Medyńscy Arabowie, którzy przeszli na islam, zaprosili
Mahometa do swojego miasta. Uznali, że jego obecność może podziałać jednocząco
i zaprowadzi pokój wśród zwaśnionych plemion.
Następnego roku, gdy znowu nadeszła pora święta religijnego, Mahomet zabrał
tych ludzi na wzgórze pod Mekką, zwane
Aqaba. Tam skłonił ich do złożenia przysięgi wierności, później zwanej
przysięgą Aqaba. Przysięga ta obejmowała zobowiązanie do walki na śmierć i
życie w służbie Mahometa. W zamian obiecał im miejsce w raju. Wtedy to po raz
pierwszy w nauczaniu Mahometa pojawiła się groźba zabijania;
wydarzenie to stało się także początkiem kalendarza muzułmańskiego.
Kurajszyci wkrótce się o tym dowiedzieli i uknuli
spisek, żeby zgładzić Mahometa.

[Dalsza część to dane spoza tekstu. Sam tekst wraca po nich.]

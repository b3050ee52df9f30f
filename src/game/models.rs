use chrono::{DateTime, Utc};
use serde::{Deserialize, Serialize};
use serde_json::{json, Value};
use strum_macros::{Display, EnumString};
use uuid::Uuid;

use super::exchange::MixmoOutcome;
use super::tiles::TileSeq;

/// What a logged game event records
#[derive(Debug, Clone, Copy, PartialEq, Eq, Serialize, Deserialize, Display, EnumString)]
#[serde(rename_all = "snake_case")]
#[strum(serialize_all = "snake_case")]
pub enum GameEventKind {
    Start,
    Place,
    Move,
    Return,
    Recall,
    Lock,
    Expand,
    Mixmo,
    Finish,
}

/// Append-only audit entry for a committed game mutation
#[derive(Debug, Clone, PartialEq, Serialize, Deserialize)]
pub struct GameEventRecord {
    pub id: String,
    pub room_id: String,
    pub player_id: String,
    pub kind: GameEventKind,
    pub payload: Value,
    pub created_at: DateTime<Utc>,
}

impl GameEventRecord {
    pub fn new(
        room_id: &str,
        player_id: &str,
        kind: GameEventKind,
        payload: Value,
        created_at: DateTime<Utc>,
    ) -> Self {
        Self {
            id: Uuid::new_v4().to_string(),
            room_id: room_id.to_string(),
            player_id: player_id.to_string(),
            kind,
            payload,
            created_at,
        }
    }

    pub fn start(room_id: &str, owner_id: &str, players: &[String], at: DateTime<Utc>) -> Self {
        Self::new(
            room_id,
            owner_id,
            GameEventKind::Start,
            json!({ "players": players }),
            at,
        )
    }

    pub fn mixmo(room_id: &str, outcome: &MixmoOutcome, at: DateTime<Utc>) -> Self {
        Self::new(
            room_id,
            &outcome.requester,
            GameEventKind::Mixmo,
            json!({
                "distributed": outcome.drawn,
                "caller": { "player_id": outcome.requester, "tiles": outcome.to_requester },
                "other": { "player_id": outcome.other_player, "tiles": outcome.to_other },
            }),
            at,
        )
    }

    pub fn tiles(
        room_id: &str,
        player_id: &str,
        kind: GameEventKind,
        tiles: &[TileSeq],
        at: DateTime<Utc>,
    ) -> Self {
        Self::new(room_id, player_id, kind, json!({ "tiles": tiles }), at)
    }

    pub fn finish(room_id: &str, player_id: &str, bag_remaining: usize, at: DateTime<Utc>) -> Self {
        Self::new(
            room_id,
            player_id,
            GameEventKind::Finish,
            json!({ "finished_by": player_id, "bag_remaining": bag_remaining }),
            at,
        )
    }
}

#[cfg(test)]
mod tests {
    use super::*;
    use std::str::FromStr;

    #[test]
    fn test_kind_names() {
        assert_eq!(GameEventKind::Mixmo.to_string(), "mixmo");
        assert_eq!(GameEventKind::from_str("recall").unwrap(), GameEventKind::Recall);
        assert_eq!(
            serde_json::to_string(&GameEventKind::Return).unwrap(),
            r#""return""#
        );
    }

    #[test]
    fn test_mixmo_payload_groups() {
        let outcome = MixmoOutcome {
            requester: "alice".to_string(),
            other_player: "bob".to_string(),
            drawn: vec![13, 14, 15, 16],
            to_requester: vec![13, 14],
            to_other: vec![15, 16],
        };

        let record = GameEventRecord::mixmo("room-1", &outcome, Utc::now());
        assert_eq!(record.kind, GameEventKind::Mixmo);
        assert_eq!(record.player_id, "alice");
        assert_eq!(record.payload["distributed"], json!([13, 14, 15, 16]));
        assert_eq!(record.payload["caller"]["tiles"], json!([13, 14]));
        assert_eq!(record.payload["other"]["player_id"], json!("bob"));
    }

    #[test]
    fn test_records_get_unique_ids() {
        let now = Utc::now();
        let first = GameEventRecord::tiles("r", "p", GameEventKind::Lock, &[1], now);
        let second = GameEventRecord::tiles("r", "p", GameEventKind::Lock, &[1], now);
        assert_ne!(first.id, second.id);
    }
}
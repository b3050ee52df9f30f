use chrono::{DateTime, Utc};
use serde::{Deserialize, Serialize};

use super::errors::GameError;
use super::state::{GameSession, MIXMO_TILE_COUNT};
use super::tiles::{PlayerId, TileSeq};

/// Tiles moved by one successful mixmo
#[derive(Debug, Clone, PartialEq, Eq, Serialize, Deserialize)]
pub struct MixmoOutcome {
    pub requester: PlayerId,
    pub other_player: PlayerId,
    /// All four tiles, lowest seq first
    pub drawn: Vec<TileSeq>,
    pub to_requester: Vec<TileSeq>,
    pub to_other: Vec<TileSeq>,
}

/// Runs the mixmo exchange on a session.
///
/// The room must already be known to be active. Checks run in a fixed order
/// (seats, membership, empty rack, bag size) and the first failure is
/// returned with the session untouched.
pub fn execute(
    session: &mut GameSession,
    requester: &str,
    now: DateTime<Utc>,
) -> Result<MixmoOutcome, GameError> {
    let count = session.players().len();
    if count != 2 {
        return Err(GameError::WrongPlayerCount { count });
    }
    let other_player = session.opponent_of(requester)?.clone();

    if session.rack_count(requester) > 0 {
        return Err(GameError::RackNotEmpty);
    }

    let remaining = session.bag_count();
    if remaining < MIXMO_TILE_COUNT {
        return Err(GameError::InsufficientTiles {
            requested: MIXMO_TILE_COUNT,
            remaining,
        });
    }

    let half = MIXMO_TILE_COUNT / 2;
    let dealt = session.deal(
        &[
            (requester.to_string(), half),
            (other_player.clone(), MIXMO_TILE_COUNT - half),
        ],
        requester,
        now,
    )?;

    let to_requester = dealt[0].1.clone();
    let to_other = dealt[1].1.clone();
    let drawn = to_requester.iter().chain(to_other.iter()).copied().collect();

    Ok(MixmoOutcome {
        requester: requester.to_string(),
        other_player,
        drawn,
        to_requester,
        to_other,
    })
}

Uznali, że jeśli nie zaczną działać, pojedzie
do Medyny, wróci na czele armii i
wyda im wojnę. Większość mekkańskich zwolenników Mahometa i tak
udała się już do Medyny, a jego wuj umarł. Teraz Mahomet nie miał żadnych
obrońców.
Usłyszał jednak o spisku i umknął z Mekki. Przez trzy dni ukrywał się w
jaskini, aż wreszcie upał zelżał, więc ruszył w dziesięciodniową podróż do
Medyny.
Komentarz autora:
Na tym etapie Mahomet był prorokiem od trzynastu lat. Właśnie pokonał
połowę swojej drogi jako przywódca religijny. Zyskał około stu pięćdziesięciu zwolenników, z których większość
stanowili ludzie biedni i niewykształceni. Zyskał także wielu wpływowych wrogów. Niejeden raz
groził swoim przeciwnikom (wspominając o karach w życiu pozagrobowym, jeśli nie
zostanie uznany za jedynego proroka Allacha). Jego nauczanie miało jednak w
zasadzie charakter religijny. Innymi słowy, nauczał o tym, jak muzułmanie
powinni odnosić się do Allacha oraz do innych muzułmanów. Wypowiedzi
nie miały raczej charakteru politycznego (a więc nie było w nich mowy o tym,
jaki stosunek powinni mieć muzułmanie do nie-muzułmanów). W islamie
zwyczajowo rzeczy dzieli się na dwoje. Koran nie jest wyjątkiem, składa się
bowiem z dwóch odmiennych części. Mamy część mekkańską, w gruncie rzeczy będącą tekstem
o wymowie religijnej, oraz medyńską, mającą charakter w dużej mierze
polityczny.
W poprzednim rozdziale
dowiedzieliśmy się, że muzułmanie winni podążać za naukami i tradycją Mahometa.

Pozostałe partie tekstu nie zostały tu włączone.